## What this task involves
From the entries provided below, copy each line that contains the word "String".

[Dataset entries]

——

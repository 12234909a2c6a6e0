//! 进度载荷的原始形状：推送消息与轮询响应共用。
//!
//! 字段全部可缺——推送消息可能只带 `overall` 或只带 `files`，
//! 轮询响应两者都带。归一化只在这里做一次，钳制进度值、解析状态串，
//! 往上不再鸭子类型。

use std::collections::HashMap;

use serde::Deserialize;

use crate::internal::progress::structs::snapshot::{
    FileProgress, OverallProgress, ProgressSnapshot, ProgressStatus,
};

#[derive(Debug, Clone, Deserialize)]
pub struct RawProgressPayload {
    #[serde(default)]
    pub overall: Option<RawOverallProgress>,
    #[serde(default)]
    pub files: Option<HashMap<String, RawFileProgress>>,
}

impl RawProgressPayload {
    /// 归一化为完整快照；缺失的部分取默认值。
    pub fn normalize(self) -> ProgressSnapshot {
        ProgressSnapshot {
            overall: self
                .overall
                .map(RawOverallProgress::normalize)
                .unwrap_or_default(),
            files: self
                .files
                .unwrap_or_default()
                .into_iter()
                .map(|(name, fp)| (name, fp.normalize()))
                .collect(),
        }
    }
}

#[derive(Debug, Clone, Deserialize)]
pub struct RawOverallProgress {
    #[serde(default)]
    pub status: Option<String>,
    #[serde(default)]
    pub progress: Option<f64>,
    #[serde(default)]
    pub total: Option<u64>,
    #[serde(default)]
    pub downloaded: Option<u64>,
    #[serde(default)]
    pub message: Option<String>,
}

impl RawOverallProgress {
    pub fn normalize(self) -> OverallProgress {
        OverallProgress {
            status: ProgressStatus::parse(self.status.as_deref().unwrap_or("")),
            progress: clamp_progress(self.progress.unwrap_or(0.0)),
            total: self.total,
            downloaded: self.downloaded,
            message: self.message,
        }
    }
}

#[derive(Debug, Clone, Deserialize)]
pub struct RawFileProgress {
    #[serde(default)]
    pub status: Option<String>,
    #[serde(default)]
    pub progress: Option<f64>,
}

impl RawFileProgress {
    pub fn normalize(self) -> FileProgress {
        FileProgress {
            status: self.status.unwrap_or_default(),
            progress: clamp_progress(self.progress.unwrap_or(0.0)),
        }
    }
}

/// 进度值钳制到 0～100；后端自身不保证范围，非有限值按 0 处理。
pub(crate) fn clamp_progress(p: f64) -> f64 {
    if !p.is_finite() {
        return 0.0;
    }
    p.clamp(0.0, 100.0)
}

——

## Answer space
    pub files: Option<HashMap<String, RawFileProgress>>,
    pub status: Option<String>,
    pub message: Option<String>,
    pub status: Option<String>,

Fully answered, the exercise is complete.